With so many car manufacturers announcing recently their plans of introducing self-driving cars into the marketplace, one has to wonder how that will affect liability when there is a motor vehicle accident involving one of these self-driving cars. In West Virginia, most, if not all, motor vehicle accident cases are premised on the negligent operation of a vehicle that led to the accident. However, with computers and machines now in the driver seat (pun intended), new theories of liability will most certainly arise in these cases, with one being strict liability based on a defect with the self-driving car.
In a regular motor vehicle accident, a plaintiff most often asserts negligence as his or her cause of action, which requires the plaintiff to prove: “(1) [a] duty which the defendant owes him; (2) [a] negligent breach of that duty; (3) injuries received thereby, resulting proximately from the breach of that duty;” and (4) damages. Webb v. Brown & Williamson Tobacco Co., 121 W.Va. 115, 118, 2 S.E.2d 898, 899 (1939) (citations omitted). Moreover, the Supreme Court of Appeals of West Virginia has stated that negligence is defined as “what a reasonable and prudent person would ordinarily have done under the circumstances . . . .” Honaker v. Mahon, 210 W. Va. 53, 58, 552 S.E.2d 788, 793 (2001) (emphasis added). Dating all the way back to 1914, the Supreme Court of Appeals of West Virginia has held that an operator of a motor vehicle must operate said motor vehicle with reasonable care and has applied a negligence cause of action when the operator fails to act with such reasonable care. Deputy v. Kimmell, 73 W. Va. 595, 80 S.E. 919, 920 (1914). However, by now removing a person from the driver seat from a motor vehicle, a negligence cause of action does not appear to be the appropriate cause of action for measuring the liability of a self-driving car because a computer and/or machine cannot act as a reasonable and prudent person would have under the same or similar circumstance. Thus, plaintiffs will most likely have to turn to the theory of strict liability for product defects.

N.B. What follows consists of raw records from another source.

impl ErrorHandler {
    /// Create a handler builder.
    #[must_use]
    pub fn builder() -> ErrorHandlerBuilder {
        ErrorHandlerBuilder {
            policy: RedeliveryPolicy::default(),
            rules: SmallVec::new(),
        }
    }

    /// The handler's default redelivery policy.
    #[must_use]
    pub fn policy(&self) -> &RedeliveryPolicy {
        &self.inner.policy
    }

    /// Number of guarded regions currently running.
    #[must_use]
    pub fn in_flight(&self) -> usize {
        self.inner.in_flight.load(Ordering::SeqCst)
    }

    /// Current lifecycle state.
    #[must_use]
    pub fn state(&self) -> LifecycleState {
        self.inner.lifecycle.state()
    }

    /// Health of the handler.
    ///
    /// A handler that was never started still accepts work and reports
    /// healthy; a stopping or stopped one refuses redelivery and is unhealthy.
    #[must_use]
    pub fn health(&self) -> HealthCheck {
        let state = self.state();
        let check = match state {
            LifecycleState::Created | LifecycleState::Started => HealthCheck::healthy("error-handler"),
            LifecycleState::Starting => HealthCheck::degraded("error-handler", "Handler is starting"),
            LifecycleState::Stopping | LifecycleState::Stopped => {
                HealthCheck::unhealthy("error-handler", format!("Handler is {state}"))
            }
        };
        check
            .with_metadata("state", state)
            .with_metadata("in_flight", self.in_flight())
    }

    /// Start the handler.
    ///
    /// # Errors
    ///
    /// Returns [`LifecycleError`] if the handler is already running.
    pub fn start(&self) -> Result<(), LifecycleError> {
        self.inner.lifecycle.begin_start()?;
        self.inner.lifecycle.complete_start()
    }

    /// Stop the handler: interrupt redelivery delays, then wait up to `grace`
    /// for in-flight guarded regions to finish.
    ///
    /// # Errors
    ///
    /// Returns [`RuntimeError::ShutdownTimeout`] if regions were still running
    /// when `grace` elapsed; the handler is stopped either way. Returns
    /// [`RuntimeError::Lifecycle`] if a concurrent `start` got in the way.
    pub async fn stop(&self, grace: Duration) -> Result<(), RuntimeError> {
        let lifecycle = &self.inner.lifecycle;
        if lifecycle.state() == LifecycleState::Created {
            // never started: go through Starting so the shutdown signal is raised
            lifecycle.begin_start()?;
        }
        if !lifecycle.begin_stop() {
            return Ok(());
        }

        let drained = tokio::time::timeout(grace, self.wait_idle()).await.is_ok();
        lifecycle.complete_stop();

        if drained {
            Ok(())
        } else {
            let remaining = self.in_flight();
            tracing::error!(remaining, "Error handler stopped with regions still in flight");
            Err(RuntimeError::ShutdownTimeout(remaining))
        }
    }

    async fn wait_idle(&self) {
        loop {
            let notified = self.inner.idle.notified();
            tokio::pin!(notified);
            notified.as_mut().enable();
            if self.in_flight() == 0 {
                return;
            }
            notified.await;
        }
    }

    fn classify(&self, failure: &ExchangeError) -> Option<&FailureRule> {
        self.inner.rules.iter().find(|rule| rule.matches(failure))
    }

    /// Classify the exchange after a run of the region.
    ///
    /// `entry_attempts` is the delivery's attempt count when this guard was
    /// entered; the redelivery budget only counts attempts made since then.
    fn decide(&self, exchange: &mut Exchange, entry_attempts: u32) -> Decision {
        let Some(failure) = exchange.failure().cloned() else {
            return if exchange.is_rollback_only() {
                Decision::Rollback
            } else {
                Decision::Proceed
            };
        };

        if exchange.is_rollback_only() || failure.is_rollback() {
            exchange.mark_rollback_only();
            return Decision::Rollback;
        }

        let rule = self.classify(&failure);
        if let Some(rule) = rule {
            tracing::debug!(
                exchange_id = %exchange.id(),
                rule = %rule.name(),
                error = %failure,
                "Failure matched rule"
            );
            if matches!(rule.disposition, Disposition::Rollback) {
                exchange.mark_rollback_only();
                return Decision::Rollback;
            }
        }

        let policy = rule
            .and_then(|rule| rule.redelivery.as_ref())
            .unwrap_or(&self.inner.policy);
        let redeliverable = rule.is_none_or(|rule| rule.redeliverable);
        let attempts = exchange.redelivery().attempts().saturating_sub(entry_attempts);

        if redeliverable && policy.should_redeliver(attempts) {
            exchange.redelivery_mut().record_attempt(failure);
            return Decision::Redeliver(policy.delay_for_attempt(attempts + 1));
        }

        exchange.redelivery_mut().record_failure(failure);
        match rule.map(|rule| &rule.disposition) {
            Some(Disposition::Handled(path)) => Decision::Handled(Arc::clone(path)),
            Some(Disposition::Continued) => Decision::Continued,
            _ => Decision::Exhausted,
        }
    }

    /// Run `region` under this handler's state machine.
    async fn run_guarded(self, region: Arc<dyn Step>, mut exchange: Exchange) -> Exchange {
        let _in_flight = InFlightGuard::enter(&self.inner);
        let mut shutdown = self.inner.lifecycle.shutdown_signal();
        let entry_attempts = exchange.redelivery().attempts();

        loop {
            exchange = region.process(exchange).await;

            match self.decide(&mut exchange, entry_attempts) {
                Decision::Proceed => return exchange,
                Decision::Redeliver(delay) => {
                    let attempt = exchange.redelivery().attempts().saturating_sub(entry_attempts);
                    tracing::warn!(
                        exchange_id = %exchange.id(),
                        region = %region.name(),
                        attempt,
                        max_redeliveries = self.inner.policy.max_redeliveries,
                        delay_ms = delay.as_millis(),
                        error = ?exchange.failure(),
                        "Guarded region failed, redelivering"
                    );
                    RedeliveryMetrics::record_attempt();

                    let interrupted = if *shutdown.borrow() {
                        true
                    } else if delay.is_zero() {
                        false
                    } else {
                        tokio::select! {
                            () = tokio::time::sleep(delay) => false,
                            () = shutdown_requested(&mut shutdown) => true,
                        }
                    };
                    if interrupted {
                        tracing::warn!(
                            exchange_id = %exchange.id(),
                            attempt,
                            "Redelivery interrupted by shutdown"
                        );
                        exchange.set_failure(ExchangeError::Shutdown(format!(
                            "redelivery attempt {attempt} of exchange {} interrupted",
                            exchange.id()
                        )));
                        return exchange;
                    }

                    exchange.take_failure();
                }
                Decision::Handled(path) => {
                    tracing::info!(
                        exchange_id = %exchange.id(),
                        path = %path.name(),
                        error = ?exchange.failure(),
                        "Failure handled"
                    );
                    RedeliveryMetrics::record_handled();
                    exchange.redelivery_mut().mark_handled();
                    exchange.take_failure();
                    let mut exchange = path.process(exchange).await;
                    let attempts = exchange.redelivery().attempts().saturating_sub(entry_attempts);
                    match exchange.take_failure() {
                        Some(cause) if !cause.is_exhausted() && !cause.is_rollback() => {
                            tracing::error!(
                                exchange_id = %exchange.id(),
                                path = %path.name(),
                                error = %cause,
                                "Handled path failed"
                            );
                            exchange.set_failure(ExchangeError::Exhausted {
                                attempts,
                                cause: Box::new(cause),
                            });
                        }
                        Some(cause) => exchange.set_failure(cause),
                        None => {}
                    }
                    return exchange;
                }
                Decision::Continued => {
                    tracing::info!(
                        exchange_id = %exchange.id(),
                        error = ?exchange.failure(),
                        "Failure ignored, continuing"
                    );
                    RedeliveryMetrics::record_handled();
                    exchange.redelivery_mut().mark_continued();
                    exchange.take_failure();
                    return exchange;
                }
                Decision::Rollback => {
                    tracing::warn!(
                        exchange_id = %exchange.id(),
                        attempts = exchange.redelivery().attempts(),
                        error = ?exchange.failure(),
                        "Rollback requested, redelivery skipped"
                    );
                    RedeliveryMetrics::record_rollback();
                    return exchange;
                }
                Decision::Exhausted => {
                    let attempts = exchange.redelivery().attempts().saturating_sub(entry_attempts);
                    if let Some(cause) = exchange.take_failure() {
                        tracing::error!(
                            exchange_id = %exchange.id(),
                            region = %region.name(),
                            attempts,
                            error = %cause,
                            "Redelivery exhausted"
                        );
                        exchange.set_failure(ExchangeError::Exhausted {
                            attempts,
                            cause: Box::new(cause),
                        });
                    }
                    RedeliveryMetrics::record_exhausted();
                    return exchange;
                }
            }
        }
    }
}

impl fmt::Debug for ErrorHandler {
    fn fmt(&self, f: &mut fmt::Formatter<'_>) -> fmt::Result {
        f.debug_struct("ErrorHandler")
            .field("policy", &self.inner.policy)
            .field("rules", &self.inner.rules)
            .field("state", &self.inner.lifecycle.state())
            .field("in_flight", &self.in_flight())
            .finish()
    }
}

/// Builder for [`ErrorHandler`].
#[derive(Debug)]
pub struct ErrorHandlerBuilder {
    policy: RedeliveryPolicy,
    rules: SmallVec<[FailureRule; 4]>,
}

impl ErrorHandlerBuilder {
    /// Default redelivery policy for failures without a rule override.
    #[must_use]
    pub fn redelivery(mut self, policy: RedeliveryPolicy) -> Self {
        self.policy = policy;
        self
    }

    /// Append a rule; rules are evaluated in insertion order.
    #[must_use]
    pub fn rule(mut self, rule: FailureRule) -> Self {
        self.rules.push(rule);
        self
    }

    /// Build the handler.
    #[must_use]
    pub fn build(self) -> ErrorHandler {
        ErrorHandler {
            inner: Arc::new(HandlerInner {
                policy: self.policy,
                rules: self.rules,
                lifecycle: Lifecycle::new("error-handler"),
                in_flight: AtomicUsize::new(0),
                idle: Notify::new(),
            }),
        }
    }
}

/// A region wrapped with an error handler.
#[derive(Clone)]
pub struct Guard {
    name: String,
    region: Arc<dyn Step>,
    handler: ErrorHandler,
}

In West Virginia, strict liability based on an injury caused by a product has three components that create the separate causes of action: (1) a defect of the product; (2) negligence of the manufacturer making or altering the product; and (3) a breach of the warranty covering the product. Syl. Pt. 6, Ilosky v. Michelin Tire Corp., 172 W. Va. 435 307 S.E.2d 603 (1983). A defective product is one that is not reasonably safe for its intended purpose and can be proven to be defective either by showing that: (1) there was a manufacturing defect; (2) there was a design defect; or (3) there was a use defect caused by inadequate warnings, instructions, or labels. Morningstar v. Black & Decker Mfg. Co., 162 W. Va. 857, 888-89, 253 S.E.2d 666, 682-83 (1979). A design defect is one in which the entire line of products was designed in such a way that it makes the product potentially harmful and a safer alternative design existed at the time the product was designed. Id. at 888-89, 682-83. A product contains a manufacturing defect if the product differs from the manufacturer’s design or specifications or from other typical units of the same product line. Id. at 884-85, 681.
Because a person will no longer be operating these self-driving cars, West Virginia trial courts will be hard pressed to assert liability on the person sitting behind the wheel. Instead, plaintiffs’ attorneys will most likely take the route of attempting to prove a defect with the self-driving car. Although there will almost certainly be hurdles for plaintiffs to overcome using a cause of action grounded in defective products, such as increased costs of expert witnesses in trying to prove a defect, the rewards of potentially much higher verdicts may outweigh those costs. Furthermore, by being able to present a negligence claim against the manufacturer, distributor, and/or seller of the self-driving car for failing to use reasonable care in the designing, manufacturing, and/or warning about the self-driving car, parties to the litigation should feel some level of comfort with the familiar analysis of the “reasonable prudent standard” that exists in normal motor vehicles accidents involving individuals driving the vehicles. See Yost v. Fuscaldo, 185 W. Va. 493, 497-98, 408 S.E.2d 72, 76-77 (1991).
It appears that the days of a driver being simply negligent in causing a motor vehicle accident are coming to a close, or at the very least on the decline, with news of the self-driving cars on the way. Causes of action for negligence may still be asserted against the individual behind the wheel, but it is expected that the main focus of the litigation will be centered on the liability of the manufacturer of the self-driving car. With the recent tort reform that has been occurring in the West Virginia State Legislature, expect the legislature to tackle the issue to reduce exposure of liability for manufacturers in future sessions, and look for the Supreme Court of Appeals of West Virginia to promptly deal with this issue at the first chance it is given to review a case involving a self-driving car, which appears to be much sooner rather than later.